The Brazilian population is highly heterogeneous, so the most accurate way to determine the ethnicity of the studied individuals would be with the use of ancestry markers or high density marker panels, an analysis that was not in the scope of this study. However, we know that Brazilians are the result of a number of migration events that were accompanied by intensive mixing of three main ancestral roots: Amerindians, Europeans and African . In the Southeast region of Brazil, the European origin prevails, but with continuous migration events, the intermarriage between individuals of different ancestry is frequent . A study conducted in our laboratory evaluated a group of 145 individuals from the same region of Brazil (São Paulo State), using high density array markers and found 62.4% European, 27.3% African and 10.2% Amerindian ancestry; however, the analyzed cohort was not preselected by ethnicity or skin color (personal communication).
Technological advances facilitating molecular genetic testing and overall request of societies for the preventing health care draw attention to the population-based screening for adult-onset disorders. The screening tests have a different purpose when compared to the diagnostic tests and aim to identify individuals who are more likely to have diseases. This may help to prevent the development of a serious illness or alleviate the severity of the disease. Knowledge of population-specific variants is necessary to compose population screening programs and proposes population-based intensive genetic studies.

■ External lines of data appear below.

//! Error types for the xml2csv conversion pipeline.
//!
//! This module defines a hierarchy of error types, one per layer:
//!
//! - [`FetchError`] - Acquiring the byte stream (file, upload, HTTP)
//! - [`ParseError`] - Fatal XML parse failures
//! - [`RenderError`] - Rendering a preview record back to XML
//! - [`SinkError`] - Writing CSV output
//! - [`MappingError`] - Non-fatal column mapping diagnostics
//! - [`ConfigError`] - Invalid options
//! - [`ConvertError`] - Top-level run errors
//! - [`ServerError`] - HTTP API errors
//!
//! Error conversion is automatic via `From` implementations,
//! allowing `?` to work across error boundaries.

use std::path::PathBuf;
use thiserror::Error;

use crate::models::RunState;

// =============================================================================
// Fetch Errors
// =============================================================================

/// Errors while acquiring the input document.
///
/// These are raised before any record is parsed.
#[derive(Debug, Error)]
pub enum FetchError {
    /// Local file could not be opened.
    #[error("Cannot open '{}': {source}", .path.display())]
    Open {
        path: PathBuf,
        #[source]
        source: std::io::Error,
    },

    /// HTTP request failed (DNS, connection, TLS, body read).
    #[error("Request to {url} failed: {source}")]
    Request {
        url: String,
        #[source]
        source: reqwest::Error,
    },

    /// Server answered with a non-2xx status.
    #[error("Request to {url} returned HTTP {status}")]
    Status { url: String, status: u16 },

    /// Spill file or other local I/O failure.
    #[error("I/O error while buffering input: {0}")]
    Io(#[from] std::io::Error),
}

// =============================================================================
// Parse Errors
// =============================================================================

/// Fatal XML parse errors.
///
/// Every variant carries the byte `offset` where the problem was detected and
/// the zero-based index of the `record` being read at that point.
#[derive(Debug, Error)]
pub enum ParseError {
    /// Malformed markup reported by the XML reader.
    #[error("Malformed XML at byte {offset} (record {record}): {message}")]
    Xml {
        offset: u64,
        record: usize,
        message: String,
    },

    /// Closing tag does not match the open element.
    #[error("Mismatched end tag at byte {offset} (record {record}): expected </{expected}>, found </{found}>")]
    MismatchedEndTag {
        offset: u64,
        record: usize,
        expected: String,
        found: String,
    },

    /// Closing tag with no open element.
    #[error("Unexpected end tag </{found}> at byte {offset} (record {record})")]
    UnexpectedEndTag {
        offset: u64,
        record: usize,
        found: String,
    },

    /// Document ended while elements were still open.
    #[error("Unexpected end of document at byte {offset} (record {record}): {open} element(s) still open, innermost <{innermost}>")]
    UnclosedElements {
        offset: u64,
        record: usize,
        open: usize,
        innermost: String,
    },

    /// Document ended inside markup (a tag, comment, CDATA section, DOCTYPE
    /// or processing instruction).
    #[error("Unexpected end of document inside markup at byte {offset} (record {record}): {message}")]
    UnclosedMarkup {
        offset: u64,
        record: usize,
        message: String,
    },

    /// Element nesting deeper than the configured limit.
    #[error("Nesting depth exceeds {max_depth} at byte {offset} (record {record})")]
    DepthExceeded {
        offset: u64,
        record: usize,
        max_depth: usize,
    },

    /// Name or text is not valid UTF-8.
    #[error("Invalid UTF-8 at byte {offset} (record {record})")]
    Utf8 { offset: u64, record: usize },

    /// The byte source failed.
    #[error("Read error at byte {offset} (record {record}): {source}")]
    Io {
        offset: u64,
        record: usize,
        #[source]
        source: std::io::Error,
    },
}

impl ParseError {
    /// Byte offset where the error was detected.
    pub fn offset(&self) -> u64 {
        match self {
            Self::Xml { offset, .. }
            | Self::MismatchedEndTag { offset, .. }
            | Self::UnexpectedEndTag { offset, .. }
            | Self::UnclosedElements { offset, .. }
            | Self::UnclosedMarkup { offset, .. }
            | Self::DepthExceeded { offset, .. }
            | Self::Utf8 { offset, .. }
            | Self::Io { offset, .. } => *offset,
        }
    }

    /// Index of the record being read when the error occurred.
    pub fn record(&self) -> usize {
        match self {
            Self::Xml { record, .. }
            | Self::MismatchedEndTag { record, .. }
            | Self::UnexpectedEndTag { record, .. }
            | Self::UnclosedElements { record, .. }
            | Self::UnclosedMarkup { record, .. }
            | Self::DepthExceeded { record, .. }
            | Self::Utf8 { record, .. }
            | Self::Io { record, .. } => *record,
        }
    }
}

// =============================================================================
// Render Errors
// =============================================================================

/// Errors while rendering a preview sample as XML.
#[derive(Debug, Error)]
pub enum RenderError {
    #[error("XML write error: {0}")]
    Xml(#[from] quick_xml::Error),

    #[error("Write error: {0}")]
    Io(#[from] std::io::Error),

    #[error("Rendered sample is not UTF-8: {0}")]
    Utf8(#[from] std::string::FromUtf8Error),
}

// =============================================================================
// Sink Errors
// =============================================================================

/// Errors while writing CSV output.
#[derive(Debug, Error)]
pub enum SinkError {
    /// CSV encoder error.
    #[error("CSV write error: {0}")]
    Csv(#[from] csv::Error),

    /// Underlying writer failed.
    #[error("Output I/O error: {0}")]
    Io(#[from] std::io::Error),
}

// =============================================================================
// Mapping Errors
// =============================================================================

/// Column mapping diagnostics.
///
/// These never abort a run; missing values are written as empty strings.
#[derive(Debug, Clone, PartialEq, Eq, Error, serde::Serialize)]
#[serde(tag = "kind", rename_all = "camelCase")]
pub enum MappingError {
    /// Several sources map to the same destination column.
    #[error("Destination column '{destination}' is used by several sources: {}", .sources.join(", "))]
    DuplicateDestination {
        destination: String,
        sources: Vec<String>,
    },

    /// A mapped source column never appeared in any record.
    #[error("Source column '{source_column}' never appeared in any record")]
    MissingSource { source_column: String },
}

// =============================================================================
// Config Errors
// =============================================================================

/// Invalid configuration.
#[derive(Debug, Error)]
pub enum ConfigError {
    /// Config file could not be read.
    #[error("Cannot read config: {0}")]
    Io(#[from] std::io::Error),

    /// Config file is not valid JSON for the options schema.
    #[error("Invalid config JSON: {0}")]
    Json(#[from] serde_json::Error),

    /// Batch size must be at least 1.
    #[error("Batch size must be at least 1, got {0}")]
    InvalidBatchSize(usize),

    /// Unrecognized header policy name.
    #[error("Unknown header policy '{0}' (expected first-record, two-pass or full-buffer)")]
    UnknownHeaderPolicy(String),

    /// Environment variable holds an unusable value.
    #[error("Invalid value for {name}: {value}")]
    InvalidEnv { name: String, value: String },
}

// =============================================================================
// Conversion Errors (top-level)
// =============================================================================

/// Top-level conversion errors.
///
/// This is the main error type returned by [`crate::transform::pipeline`].
/// It wraps all lower-level errors and adds run-specific variants.
#[derive(Debug, Error)]
pub enum ConvertError {
    /// Input could not be acquired.
    #[error("Fetch error: {0}")]
    Fetch(#[from] FetchError),

    /// Document is malformed.
    #[error("Parse error: {0}")]
    Parse(#[from] ParseError),

    /// Output could not be written.
    #[error("Sink error: {0}")]
    Sink(#[from] SinkError),

    /// Options are invalid.
    #[error("Config error: {0}")]
    Config(#[from] ConfigError),

    /// Re-reading the source for a second pass failed.
    #[error("Cannot rewind input for another pass: {0}")]
    Rewind(std::io::Error),

    /// Run state machine misuse.
    #[error("Invalid run state transition {from} -> {to}")]
    InvalidTransition { from: RunState, to: RunState },

    /// Background conversion task panicked or was cancelled.
    #[error("Conversion task failed: {0}")]
    Task(String),
}

// =============================================================================
// Server Errors
// =============================================================================

/// HTTP server errors.
#[derive(Debug, Error)]
pub enum ServerError {
    /// Conversion error.
    #[error("Conversion error: {0}")]
    Convert(#[from] ConvertError),

    /// Invalid request.
    #[error("Invalid request: {0}")]
    BadRequest(String),

    /// Unknown job id.
    #[error("Job not found: {0}")]
    JobNotFound(String),

    /// Server internal error.
    #[error("Internal server error: {0}")]
    Internal(String),
}

// =============================================================================
// Result Type Aliases
// =============================================================================

/// Result type for fetch operations.
pub type FetchResult<T> = Result<T, FetchError>;

/// Result type for parse operations.
pub type ParseResult<T> = Result<T, ParseError>;

/// Result type for sink operations.
pub type SinkResult<T> = Result<T, SinkError>;

/// Result type for conversion operations.
pub type ConvertResult<T> = Result<T, ConvertError>;

/// Result type for server operations.
pub type ServerResult<T> = Result<T, ServerError>;

#[cfg(test)]
mod tests {
    use super::*;

    #[test]
    fn test_error_conversion_chain() {
        // ParseError -> ConvertError
        let parse_err = ParseError::UnexpectedEndTag {
            offset: 12,
            record: 0,
            found: "Item".into(),
        };
        let convert_err: ConvertError = parse_err.into();
        assert!(convert_err.to_string().contains("</Item>"));
        assert!(convert_err.to_string().contains("byte 12"));

        // FetchError -> ConvertError
        let fetch_err = FetchError::Status {
            url: "http://example.test/feed.xml".into(),
            status: 404,
        };
        let convert_err: ConvertError = fetch_err.into();
        assert!(convert_err.to_string().contains("404"));
    }

    #[test]
    fn test_parse_error_context() {
        let err = ParseError::MismatchedEndTag {
            offset: 40,
            record: 3,
            expected: "Item".into(),
            found: "Itm".into(),
        };
        assert_eq!(err.offset(), 40);
        assert_eq!(err.record(), 3);
        let msg = err.to_string();
        assert!(msg.contains("expected </Item>"));
        assert!(msg.contains("record 3"));
    }

    #[test]
    fn test_mapping_error_format() {
        let err = MappingError::DuplicateDestination {
            destination: "name".into(),
            sources: vec!["A_Name".into(), "B_Name".into()],
        };
        let msg = err.to_string();
        assert!(msg.contains("'name'"));
        assert!(msg.contains("A_Name, B_Name"));
    }
}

The investigation about the demographics and age of the p.Cys433Arg variant, reported only in the Brazilian population, suggests a founder effect and its origin in native indigenous from the Southeast of Brazil or its arrival with European colonizers. The estimated number of about 484 people in Southeast Brazil carrying the variant contributes to our understanding of the distribution of JOAG in this region and reinforces the importance of screening JOAG suspects for this variant in the MYOC gene and may help to optimize screening tests for this population at risk.
S1 Table. Physical distance among markers and the MYOC gene.
Location of MYOC gene: 1: 171,635,417–171,652,683.
S2 Table. Table summarizing JOAG families and unrelated patients genotyping data.
Determined genotypes of families and unrelated patients affected by JOAG. Each column represents a marker and each line represents an individual (in the case of unrelated patients) or each family. Each number (in case of microsatellites) represents a different allele from each marker. These numbers were assigned in ascending order according to the alleles found in each sample. The markers are sorted according to the position on the chromosome. x represents an undefined allele.
S1 Fig. Representation of the haplotypes determined for control group.
Haplotypes formed by the same markers as in the mutated group. Each number represents a different allele in each microsatellite marker, as the letters represent different alleles in each SNP. The rs74315338 highlighted in bold corresponds to the variant of interest. The first column indicates the amount of each haplotype constructed. The position of the MYOC gene in relation to the markers is represented.
We would like to thank all the patients who participated in this study and Dr. Dulcinéia Martins Albuquerque for technical assistance. This work was funded by Fapesp grants 2002/11575-0 and 2010/18353-9 and CAPES/PROEX 0230081.